▶ **WORK ORDER**:
Pull every line that includes the word "ModeHandler" out of the data below and copy it.

▶ **INPUT RECORDS**:
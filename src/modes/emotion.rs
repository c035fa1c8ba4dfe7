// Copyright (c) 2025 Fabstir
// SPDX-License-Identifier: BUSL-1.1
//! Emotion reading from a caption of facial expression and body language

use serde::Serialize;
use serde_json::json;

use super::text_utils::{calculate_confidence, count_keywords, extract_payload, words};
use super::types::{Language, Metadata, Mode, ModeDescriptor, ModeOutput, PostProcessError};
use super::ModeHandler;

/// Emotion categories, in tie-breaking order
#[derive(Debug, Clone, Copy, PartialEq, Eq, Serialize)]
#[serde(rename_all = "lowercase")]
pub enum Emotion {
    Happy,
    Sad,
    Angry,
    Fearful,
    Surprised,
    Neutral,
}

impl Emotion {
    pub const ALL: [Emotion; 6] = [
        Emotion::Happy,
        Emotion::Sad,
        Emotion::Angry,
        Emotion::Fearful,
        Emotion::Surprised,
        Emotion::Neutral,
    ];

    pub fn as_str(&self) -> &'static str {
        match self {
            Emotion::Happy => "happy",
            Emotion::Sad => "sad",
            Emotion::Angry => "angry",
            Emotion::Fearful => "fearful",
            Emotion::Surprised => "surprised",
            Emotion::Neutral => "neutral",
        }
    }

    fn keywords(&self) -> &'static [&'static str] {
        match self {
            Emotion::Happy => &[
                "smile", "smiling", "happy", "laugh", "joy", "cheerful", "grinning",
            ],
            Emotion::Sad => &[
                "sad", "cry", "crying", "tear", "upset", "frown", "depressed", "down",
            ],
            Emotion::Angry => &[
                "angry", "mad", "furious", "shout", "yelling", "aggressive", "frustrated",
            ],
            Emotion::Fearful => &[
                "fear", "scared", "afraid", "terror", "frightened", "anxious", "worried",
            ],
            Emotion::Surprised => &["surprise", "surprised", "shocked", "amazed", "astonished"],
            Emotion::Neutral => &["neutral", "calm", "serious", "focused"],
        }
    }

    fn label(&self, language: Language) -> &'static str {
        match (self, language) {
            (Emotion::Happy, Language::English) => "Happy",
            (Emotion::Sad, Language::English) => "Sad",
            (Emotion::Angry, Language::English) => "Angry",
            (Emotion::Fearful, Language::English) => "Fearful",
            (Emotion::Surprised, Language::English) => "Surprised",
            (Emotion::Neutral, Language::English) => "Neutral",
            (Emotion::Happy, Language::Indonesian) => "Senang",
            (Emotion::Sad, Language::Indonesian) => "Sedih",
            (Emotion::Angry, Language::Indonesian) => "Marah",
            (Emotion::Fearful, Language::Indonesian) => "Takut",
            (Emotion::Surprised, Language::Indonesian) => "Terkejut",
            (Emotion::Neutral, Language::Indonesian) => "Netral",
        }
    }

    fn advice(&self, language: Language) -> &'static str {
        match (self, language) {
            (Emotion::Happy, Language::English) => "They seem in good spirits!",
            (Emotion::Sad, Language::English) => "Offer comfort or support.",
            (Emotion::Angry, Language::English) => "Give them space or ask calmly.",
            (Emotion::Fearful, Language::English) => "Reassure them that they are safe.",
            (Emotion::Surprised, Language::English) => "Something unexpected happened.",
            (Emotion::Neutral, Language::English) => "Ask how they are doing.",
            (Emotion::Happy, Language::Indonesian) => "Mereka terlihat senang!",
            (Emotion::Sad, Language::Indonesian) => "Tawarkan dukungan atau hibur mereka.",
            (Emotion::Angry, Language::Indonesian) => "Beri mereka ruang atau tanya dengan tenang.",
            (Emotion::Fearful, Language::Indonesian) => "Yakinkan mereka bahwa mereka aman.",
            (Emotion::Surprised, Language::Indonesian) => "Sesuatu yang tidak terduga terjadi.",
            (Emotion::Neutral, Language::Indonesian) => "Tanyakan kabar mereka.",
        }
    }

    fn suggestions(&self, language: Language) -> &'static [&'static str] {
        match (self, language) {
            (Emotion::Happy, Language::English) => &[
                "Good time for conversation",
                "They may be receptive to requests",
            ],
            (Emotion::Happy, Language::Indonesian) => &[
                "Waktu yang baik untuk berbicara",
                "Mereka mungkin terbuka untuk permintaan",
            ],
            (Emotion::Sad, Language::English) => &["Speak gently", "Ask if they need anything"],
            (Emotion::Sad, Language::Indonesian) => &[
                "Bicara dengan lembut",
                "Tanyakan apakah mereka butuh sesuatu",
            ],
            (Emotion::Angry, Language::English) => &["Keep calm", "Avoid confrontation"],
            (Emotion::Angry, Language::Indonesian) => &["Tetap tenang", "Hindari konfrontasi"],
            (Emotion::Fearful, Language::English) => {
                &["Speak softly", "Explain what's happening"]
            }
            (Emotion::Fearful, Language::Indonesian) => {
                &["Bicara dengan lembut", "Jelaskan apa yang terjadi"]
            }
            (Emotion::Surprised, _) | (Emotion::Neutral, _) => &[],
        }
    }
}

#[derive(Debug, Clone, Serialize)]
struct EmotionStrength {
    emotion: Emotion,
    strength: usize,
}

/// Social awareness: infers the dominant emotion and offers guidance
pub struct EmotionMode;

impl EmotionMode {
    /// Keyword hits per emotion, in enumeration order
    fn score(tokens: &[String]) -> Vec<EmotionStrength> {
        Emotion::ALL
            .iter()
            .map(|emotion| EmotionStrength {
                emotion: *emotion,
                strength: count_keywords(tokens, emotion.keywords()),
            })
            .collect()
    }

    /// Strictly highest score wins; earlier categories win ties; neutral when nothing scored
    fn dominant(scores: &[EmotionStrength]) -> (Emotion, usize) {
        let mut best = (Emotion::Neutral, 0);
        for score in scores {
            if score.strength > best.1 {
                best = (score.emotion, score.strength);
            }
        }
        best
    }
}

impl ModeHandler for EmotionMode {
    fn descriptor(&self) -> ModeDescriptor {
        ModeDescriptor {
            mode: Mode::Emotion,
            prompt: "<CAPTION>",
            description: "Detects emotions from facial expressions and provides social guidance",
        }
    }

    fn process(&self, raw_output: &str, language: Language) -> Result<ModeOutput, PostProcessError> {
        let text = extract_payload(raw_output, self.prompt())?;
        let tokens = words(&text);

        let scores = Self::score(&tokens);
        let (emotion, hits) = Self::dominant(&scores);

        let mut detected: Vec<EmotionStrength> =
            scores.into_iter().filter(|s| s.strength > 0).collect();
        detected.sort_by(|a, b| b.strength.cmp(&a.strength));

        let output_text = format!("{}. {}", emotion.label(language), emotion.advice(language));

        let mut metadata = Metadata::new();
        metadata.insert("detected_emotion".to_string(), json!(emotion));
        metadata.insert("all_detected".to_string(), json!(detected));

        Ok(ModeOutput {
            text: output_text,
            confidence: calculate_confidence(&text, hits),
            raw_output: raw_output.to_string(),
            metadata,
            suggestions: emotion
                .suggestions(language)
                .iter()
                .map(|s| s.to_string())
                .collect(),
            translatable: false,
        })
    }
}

...

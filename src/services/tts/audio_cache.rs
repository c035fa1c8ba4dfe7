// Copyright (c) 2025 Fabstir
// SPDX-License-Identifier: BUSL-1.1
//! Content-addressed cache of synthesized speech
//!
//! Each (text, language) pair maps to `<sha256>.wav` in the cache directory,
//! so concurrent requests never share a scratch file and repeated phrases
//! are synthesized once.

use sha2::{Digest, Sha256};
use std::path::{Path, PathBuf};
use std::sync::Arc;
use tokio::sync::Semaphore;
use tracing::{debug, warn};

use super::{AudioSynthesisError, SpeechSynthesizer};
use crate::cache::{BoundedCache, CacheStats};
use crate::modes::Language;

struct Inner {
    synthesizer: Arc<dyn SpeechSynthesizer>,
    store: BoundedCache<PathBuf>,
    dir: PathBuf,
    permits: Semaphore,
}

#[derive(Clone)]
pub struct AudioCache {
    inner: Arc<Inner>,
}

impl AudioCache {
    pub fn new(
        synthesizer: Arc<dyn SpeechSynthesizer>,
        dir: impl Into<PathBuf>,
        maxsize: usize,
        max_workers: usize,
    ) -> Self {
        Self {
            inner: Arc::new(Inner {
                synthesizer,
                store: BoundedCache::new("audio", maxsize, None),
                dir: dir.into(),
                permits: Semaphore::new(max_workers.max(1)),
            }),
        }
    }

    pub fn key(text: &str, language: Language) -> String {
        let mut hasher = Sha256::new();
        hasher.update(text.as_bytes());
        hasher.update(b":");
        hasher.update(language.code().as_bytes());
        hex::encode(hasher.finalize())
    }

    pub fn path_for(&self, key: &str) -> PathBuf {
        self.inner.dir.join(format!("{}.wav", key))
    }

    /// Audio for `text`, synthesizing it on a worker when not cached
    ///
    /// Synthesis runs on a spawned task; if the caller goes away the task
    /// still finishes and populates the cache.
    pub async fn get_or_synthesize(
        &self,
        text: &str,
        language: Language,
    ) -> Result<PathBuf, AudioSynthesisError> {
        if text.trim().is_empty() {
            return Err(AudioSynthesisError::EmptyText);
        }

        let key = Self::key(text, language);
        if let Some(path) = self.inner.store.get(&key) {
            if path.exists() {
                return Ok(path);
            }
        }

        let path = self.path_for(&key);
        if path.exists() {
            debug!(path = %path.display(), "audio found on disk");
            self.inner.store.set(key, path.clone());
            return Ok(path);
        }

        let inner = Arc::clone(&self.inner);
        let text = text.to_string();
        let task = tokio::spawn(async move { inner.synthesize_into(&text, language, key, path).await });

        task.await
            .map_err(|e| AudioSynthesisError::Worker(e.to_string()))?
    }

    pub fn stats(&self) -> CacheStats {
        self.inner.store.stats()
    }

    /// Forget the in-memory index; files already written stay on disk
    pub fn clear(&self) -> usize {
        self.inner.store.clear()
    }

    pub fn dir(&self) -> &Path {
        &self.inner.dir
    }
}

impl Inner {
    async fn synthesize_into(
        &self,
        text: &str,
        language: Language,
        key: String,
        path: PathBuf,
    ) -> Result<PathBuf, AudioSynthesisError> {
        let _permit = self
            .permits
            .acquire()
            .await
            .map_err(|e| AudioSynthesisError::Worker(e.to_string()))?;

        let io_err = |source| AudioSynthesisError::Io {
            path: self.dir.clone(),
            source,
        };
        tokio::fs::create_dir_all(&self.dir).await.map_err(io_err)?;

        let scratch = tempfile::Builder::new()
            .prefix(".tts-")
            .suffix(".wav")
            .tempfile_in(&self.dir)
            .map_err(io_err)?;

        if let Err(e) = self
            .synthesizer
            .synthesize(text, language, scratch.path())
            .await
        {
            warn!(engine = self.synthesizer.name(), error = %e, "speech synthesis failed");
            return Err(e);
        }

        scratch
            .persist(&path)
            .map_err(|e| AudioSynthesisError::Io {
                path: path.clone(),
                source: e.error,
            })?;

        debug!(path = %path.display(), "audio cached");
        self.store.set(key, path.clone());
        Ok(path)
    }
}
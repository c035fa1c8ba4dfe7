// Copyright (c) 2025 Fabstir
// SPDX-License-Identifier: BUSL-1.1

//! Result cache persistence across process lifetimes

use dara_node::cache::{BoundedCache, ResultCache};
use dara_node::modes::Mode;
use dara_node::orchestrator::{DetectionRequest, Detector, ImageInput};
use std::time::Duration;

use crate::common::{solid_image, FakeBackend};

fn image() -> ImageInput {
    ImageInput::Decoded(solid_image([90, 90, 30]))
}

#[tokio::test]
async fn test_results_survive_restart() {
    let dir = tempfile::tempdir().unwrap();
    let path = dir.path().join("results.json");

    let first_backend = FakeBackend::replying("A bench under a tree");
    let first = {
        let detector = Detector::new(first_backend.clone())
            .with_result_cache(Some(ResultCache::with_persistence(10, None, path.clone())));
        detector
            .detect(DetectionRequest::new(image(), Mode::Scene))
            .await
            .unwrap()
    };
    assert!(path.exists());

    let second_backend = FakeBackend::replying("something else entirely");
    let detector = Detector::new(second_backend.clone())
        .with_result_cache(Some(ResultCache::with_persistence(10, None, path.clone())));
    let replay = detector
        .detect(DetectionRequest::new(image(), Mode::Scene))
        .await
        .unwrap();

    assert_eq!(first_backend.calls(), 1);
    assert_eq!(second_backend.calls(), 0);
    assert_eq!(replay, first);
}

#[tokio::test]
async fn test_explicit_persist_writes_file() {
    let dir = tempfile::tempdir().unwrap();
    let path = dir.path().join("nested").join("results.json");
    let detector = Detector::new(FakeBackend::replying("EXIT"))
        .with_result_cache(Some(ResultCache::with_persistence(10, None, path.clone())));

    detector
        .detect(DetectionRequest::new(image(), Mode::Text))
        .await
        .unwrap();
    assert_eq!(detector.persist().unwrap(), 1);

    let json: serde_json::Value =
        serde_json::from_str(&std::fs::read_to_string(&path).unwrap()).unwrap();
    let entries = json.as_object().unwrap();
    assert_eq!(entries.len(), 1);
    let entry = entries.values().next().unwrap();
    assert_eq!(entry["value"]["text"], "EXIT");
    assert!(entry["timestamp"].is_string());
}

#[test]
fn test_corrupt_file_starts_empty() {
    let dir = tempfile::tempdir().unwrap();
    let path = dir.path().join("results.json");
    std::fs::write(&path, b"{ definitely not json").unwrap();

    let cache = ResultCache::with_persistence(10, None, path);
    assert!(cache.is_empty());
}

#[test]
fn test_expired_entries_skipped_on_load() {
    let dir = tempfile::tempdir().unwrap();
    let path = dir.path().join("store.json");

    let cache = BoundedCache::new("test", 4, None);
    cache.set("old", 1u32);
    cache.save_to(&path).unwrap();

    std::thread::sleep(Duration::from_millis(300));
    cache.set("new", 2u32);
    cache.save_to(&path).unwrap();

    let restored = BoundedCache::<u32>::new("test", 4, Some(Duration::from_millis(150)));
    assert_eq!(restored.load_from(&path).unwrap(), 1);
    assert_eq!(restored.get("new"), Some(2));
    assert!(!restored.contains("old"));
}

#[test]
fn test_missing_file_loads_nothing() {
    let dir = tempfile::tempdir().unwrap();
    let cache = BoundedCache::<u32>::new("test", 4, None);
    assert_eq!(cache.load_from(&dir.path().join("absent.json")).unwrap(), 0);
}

▶ **SOLUTION**:
use super::ModeHandler;
impl ModeHandler for EmotionMode {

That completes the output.